__Problem description__
Copy the lines exactly. Begin at the first line of the data and stop after the line with "self.has_permission(device)".

__Material shown__
//! OS facades: network interface enumeration and USB device discovery
//!
//! The core never talks to the OS directly; it goes through [`NetworkFacade`]
//! and [`UsbFacade`], so tests can script interface and device snapshots.

pub mod device_monitor;
pub mod network;
pub mod usb;

pub use device_monitor::{DeviceEvent, DeviceMonitor};
pub use network::SystemNetwork;
pub use usb::SysfsUsb;

use crate::errors::TetherError;
use crate::types::{NetworkInterfaceDescriptor, UsbDeviceInfo};

/// Live view of the host's network interfaces
pub trait NetworkFacade: Send + Sync {
    /// Fresh snapshot; never cached by callers beyond one selection attempt
    fn list_interfaces(&self) -> Result<Vec<NetworkInterfaceDescriptor>, TetherError>;
}

/// Attached USB devices and their access permissions
pub trait UsbFacade: Send + Sync {
    fn list_devices(&self) -> Result<Vec<UsbDeviceInfo>, TetherError>;

    fn has_permission(&self, _device: &UsbDeviceInfo) -> bool {
        true
    }

    fn request_permission(&self, device: &UsbDeviceInfo) -> bool {
        self.has_permission(device)
    }
}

__Response box__
//! OS facades: network interface enumeration and USB device discovery
//!
//! The core never talks to the OS directly; it goes through [`NetworkFacade`]
//! and [`UsbFacade`], so tests can script interface and device snapshots.

pub mod device_monitor;
pub mod network;
pub mod usb;

pub use device_monitor::{DeviceEvent, DeviceMonitor};
pub use network::SystemNetwork;
pub use usb::SysfsUsb;

use crate::errors::TetherError;
use crate::types::{NetworkInterfaceDescriptor, UsbDeviceInfo};

/// Live view of the host's network interfaces
pub trait NetworkFacade: Send + Sync {
    /// Fresh snapshot; never cached by callers beyond one selection attempt
    fn list_interfaces(&self) -> Result<Vec<NetworkInterfaceDescriptor>, TetherError>;
}

/// Attached USB devices and their access permissions
pub trait UsbFacade: Send + Sync {
    fn list_devices(&self) -> Result<Vec<UsbDeviceInfo>, TetherError>;

    fn has_permission(&self, _device: &UsbDeviceInfo) -> bool {
        true
    }

    fn request_permission(&self, device: &UsbDeviceInfo) -> bool {
        self.has_permission(device)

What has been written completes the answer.